I’d arrived in Malaysia without a plan. My itinerary was wide open, with over two weeks to fill. Borneo jumped out as a priority that deserved at least half my time, but that still left plenty of room to see more of peninsular Malaysia.
Penang wasn’t an obvious choice, given that its draw for most travelers is culinary. My guidebook calls Penang “the food capital of Malaysia.” But George Town, Penang’s largest city, is a Unesco World Heritage Site where white mosques stand next to ornate Chinese clan houses and crumbling British colonial buildings. That sounded interesting enough to warrant a couple of nights.
My bus arrived at George Town in the late afternoon.
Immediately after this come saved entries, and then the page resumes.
use crate::report::report_model::{FeatureSummary, RunSummary};
use crate::result::result_model::ScenarioResult;
use crate::result::status::ExecutionStatus;

// ============================================================================
// JUnit XML: one testsuite per feature, one testcase per scenario
// ============================================================================

/// Generate a JUnit XML report for CI systems (Jenkins, GitHub Actions, GitLab CI).
///
/// One `<testsuite>` per feature, one `<testcase>` per scenario:
/// ```xml
/// <?xml version="1.0" encoding="UTF-8"?>
/// <testsuites name="Demo" tests="3" failures="1" skipped="1" time="0.412">
///   <testsuite name="Invoice" tests="3" failures="1" skipped="1" time="0.412">
///     <testcase name="Receiving invoice" classname="Invoice" time="0.153" />
///     <testcase name="Expired card" classname="Invoice" time="0.051">
///       <failure message="Step 2: card expired" type="StepFailure">...</failure>
///     </testcase>
///     <testcase name="Gift wrap" classname="Invoice" time="0.000">
///       <skipped message="not in this release" />
///     </testcase>
///   </testsuite>
/// </testsuites>
/// ```
pub fn generate_junit_xml(report: &RunSummary) -> String {
    let suites: String = report.features.iter().map(feature_suite).collect();

    format!(
        "<?xml version=\"1.0\" encoding=\"UTF-8\"?>\n<testsuites name=\"{name}\" tests=\"{tests}\" failures=\"{failures}\" skipped=\"{skipped}\"{time}>\n{suites}</testsuites>\n",
        name = escape_xml(&report.suite_name),
        tests = report.total,
        failures = report.failed,
        skipped = report.ignored + report.bypassed,
        time = time_attr(report.duration_ms),
        suites = suites,
    )
}

fn feature_suite(feature: &FeatureSummary) -> String {
    let failures = count(feature, |s| s == ExecutionStatus::Failed);
    let skipped = count(feature, |s| {
        matches!(s, ExecutionStatus::Ignored | ExecutionStatus::Bypassed)
    });

    let mut cases = String::new();
    for scenario in &feature.scenarios {
        cases.push_str(&scenario_case(&feature.name, scenario));
    }

    format!(
        "  <testsuite name=\"{name}\" tests=\"{tests}\" failures=\"{failures}\" skipped=\"{skipped}\"{time}>\n{cases}  </testsuite>\n",
        name = escape_xml(&feature.name),
        tests = feature.scenarios.len(),
        failures = failures,
        skipped = skipped,
        time = time_attr(feature.duration_ms),
        cases = cases,
    )
}

fn scenario_case(feature: &str, scenario: &ScenarioResult) -> String {
    let open = format!(
        "    <testcase name=\"{}\" classname=\"{}\"{}",
        escape_xml(scenario.name()),
        escape_xml(feature),
        time_attr(scenario.execution_time().map(|t| t.duration().as_millis()))
    );
    let message = scenario.status_details().unwrap_or("");

    match scenario.status() {
        ExecutionStatus::Failed => {
            let body: Vec<String> = scenario
                .steps()
                .iter()
                .map(|step| {
                    format!(
                        "{}. {} [{}]",
                        step.number(),
                        step.formatted_name(),
                        step.status()
                    )
                })
                .collect();
            format!(
                "{open}>\n      <failure message=\"{message}\" type=\"StepFailure\">{body}</failure>\n    </testcase>\n",
                open = open,
                message = escape_xml(message),
                body = escape_xml(&body.join("\n")),
            )
        }
        ExecutionStatus::Ignored | ExecutionStatus::Bypassed => format!(
            "{open}>\n      <skipped message=\"{message}\" />\n    </testcase>\n",
            open = open,
            message = escape_xml(message),
        ),
        ExecutionStatus::Passed | ExecutionStatus::NotRun => format!("{} />\n", open),
    }
}

fn count(feature: &FeatureSummary, matches: impl Fn(ExecutionStatus) -> bool) -> usize {
    feature
        .scenarios
        .iter()
        .filter(|s| matches(s.status()))
        .count()
}

fn time_attr(duration_ms: Option<u128>) -> String {
    duration_ms
        .map(|ms| format!(" time=\"{:.3}\"", ms as f64 / 1000.0))
        .unwrap_or_default()
}

/// Escape XML special characters.
pub fn escape_xml(s: &str) -> String {
    s.replace('&', "&amp;")
        .replace('<', "&lt;")
        .replace('>', "&gt;")
        .replace('"', "&quot;")
        .replace('\'', "&apos;")
}
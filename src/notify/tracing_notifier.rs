use tracing::{debug, info};

use crate::notify::notifier::ProgressNotifier;
use crate::result::result_model::{
    FeatureInfo, FeatureResult, ScenarioInfo, ScenarioResult, StepInfo, StepResult,
};

/// Emits progress events as `tracing` events: features and scenarios at
/// info, steps at debug.
#[derive(Debug, Clone, Copy, Default)]
pub struct TracingProgressNotifier;

impl ProgressNotifier for TracingProgressNotifier {
    fn feature_started(&self, feature: &FeatureInfo) -> anyhow::Result<()> {
        info!(feature = %feature.name, "feature started");
        Ok(())
    }

    fn feature_finished(&self, feature: &FeatureResult) -> anyhow::Result<()> {
        info!(
            feature = %feature.info().name,
            status = %feature.status(),
            scenarios = feature.scenario_count(),
            "feature finished"
        );
        Ok(())
    }

    fn scenario_started(&self, scenario: &ScenarioInfo) -> anyhow::Result<()> {
        info!(scenario = %scenario.name, "scenario started");
        Ok(())
    }

    fn scenario_finished(&self, scenario: &ScenarioResult) -> anyhow::Result<()> {
        let elapsed_ms = scenario
            .execution_time()
            .map(|t| t.duration().as_millis() as u64)
            .unwrap_or_default();
        info!(
            scenario = %scenario.name(),
            status = %scenario.status(),
            elapsed_ms,
            "scenario finished"
        );
        Ok(())
    }

    fn step_started(&self, step: &StepResult) -> anyhow::Result<()> {
        debug!(step = step.number(), name = %step.formatted_name(), "step started");
        Ok(())
    }

    fn step_finished(&self, step: &StepResult) -> anyhow::Result<()> {
        debug!(
            step = step.number(),
            name = %step.formatted_name(),
            status = %step.status(),
            "step finished"
        );
        Ok(())
    }

    fn step_comment(&self, step: &StepInfo, comment: &str) -> anyhow::Result<()> {
        debug!(step = step.number, comment, "step comment");
        Ok(())
    }
}
use std::panic::{self, AssertUnwindSafe};
use std::sync::Arc;

use crate::result::result_model::{
    FeatureInfo, FeatureResult, ScenarioInfo, ScenarioResult, StepInfo, StepResult,
};
use crate::step::error::StepPanicked;

/// Receives progress events while features, scenarios and steps run.
///
/// Every method defaults to doing nothing. Notifiers are best-effort: an
/// error or a panic from any method is logged and otherwise ignored, it
/// never changes a result or stops a scenario.
pub trait ProgressNotifier: Send + Sync {
    fn feature_started(&self, _feature: &FeatureInfo) -> anyhow::Result<()> {
        Ok(())
    }

    fn feature_finished(&self, _feature: &FeatureResult) -> anyhow::Result<()> {
        Ok(())
    }

    fn scenario_started(&self, _scenario: &ScenarioInfo) -> anyhow::Result<()> {
        Ok(())
    }

    fn scenario_finished(&self, _scenario: &ScenarioResult) -> anyhow::Result<()> {
        Ok(())
    }

    /// The step's name is already formatted with its captured arguments.
    fn step_started(&self, _step: &StepResult) -> anyhow::Result<()> {
        Ok(())
    }

    fn step_finished(&self, _step: &StepResult) -> anyhow::Result<()> {
        Ok(())
    }

    fn step_comment(&self, _step: &StepInfo, _comment: &str) -> anyhow::Result<()> {
        Ok(())
    }
}

/// Notifier that ignores every event.
#[derive(Debug, Clone, Copy, Default)]
pub struct NoProgressNotifier;

impl ProgressNotifier for NoProgressNotifier {}

/// Forwards every event to each of its notifiers in order.
///
/// A failing notifier does not keep the others from being called.
#[derive(Clone, Default)]
pub struct CompositeNotifier {
    notifiers: Vec<Arc<dyn ProgressNotifier>>,
}

impl CompositeNotifier {
    pub fn new(notifiers: Vec<Arc<dyn ProgressNotifier>>) -> Self {
        CompositeNotifier { notifiers }
    }

    pub fn push(&mut self, notifier: Arc<dyn ProgressNotifier>) {
        self.notifiers.push(notifier);
    }

    pub fn len(&self) -> usize {
        self.notifiers.len()
    }

    pub fn is_empty(&self) -> bool {
        self.notifiers.is_empty()
    }

    fn each(
        &self,
        event: &'static str,
        call: impl Fn(&dyn ProgressNotifier) -> anyhow::Result<()>,
    ) {
        for notifier in &self.notifiers {
            notify_safely(event, || call(notifier.as_ref()));
        }
    }
}

impl ProgressNotifier for CompositeNotifier {
    fn feature_started(&self, feature: &FeatureInfo) -> anyhow::Result<()> {
        self.each("feature_started", |n| n.feature_started(feature));
        Ok(())
    }

    fn feature_finished(&self, feature: &FeatureResult) -> anyhow::Result<()> {
        self.each("feature_finished", |n| n.feature_finished(feature));
        Ok(())
    }

    fn scenario_started(&self, scenario: &ScenarioInfo) -> anyhow::Result<()> {
        self.each("scenario_started", |n| n.scenario_started(scenario));
        Ok(())
    }

    fn scenario_finished(&self, scenario: &ScenarioResult) -> anyhow::Result<()> {
        self.each("scenario_finished", |n| n.scenario_finished(scenario));
        Ok(())
    }

    fn step_started(&self, step: &StepResult) -> anyhow::Result<()> {
        self.each("step_started", |n| n.step_started(step));
        Ok(())
    }

    fn step_finished(&self, step: &StepResult) -> anyhow::Result<()> {
        self.each("step_finished", |n| n.step_finished(step));
        Ok(())
    }

    fn step_comment(&self, step: &StepInfo, comment: &str) -> anyhow::Result<()> {
        self.each("step_comment", |n| n.step_comment(step, comment));
        Ok(())
    }
}

/// Run one notifier call, logging and swallowing errors and panics.
pub(crate) fn notify_safely<F>(event: &'static str, call: F)
where
    F: FnOnce() -> anyhow::Result<()>,
{
    match panic::catch_unwind(AssertUnwindSafe(call)) {
        Ok(Ok(())) => {}
        Ok(Err(err)) => {
            tracing::warn!(event, error = %err, "progress notifier failed");
        }
        Err(payload) => {
            let panicked = StepPanicked::from_payload(&*payload);
            tracing::warn!(event, panic = %panicked.message, "progress notifier panicked");
        }
    }
}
After checking into a hotel I headed out to explore the city and try the food at the renowned hawker stalls. I passed Fort Cornwallis just after sunset and stopped to photograph a display of colorful lamps decorated as hot air balloons.
The next morning I went hunting for the work of a Banksy-like Penang street artist named Ernest Zacharevic, who mixes paintings with physical objects.
The food in Penang didn’t disappoint. Even my unsophisticated palate could appreciate that it was unusually good. I tried char kway teow (stir-fried noodles with egg, vegetables, shrimp, and Chinese sausage), char siew (barbequed pork), and nasi lemak (rice with chili paste, anchovies, cucumber, peanuts, and a boiled egg) and enjoyed them all.
From Penang I made the five-hour bus trip back to Kuala Lumpur, where I had a couple days to wander around and work on photos before my flight to Kuching in Malaysian Borneo. I couldn’t resist another visit to the Petronas Towers at sunset, this time trying out the view from City Centre Park.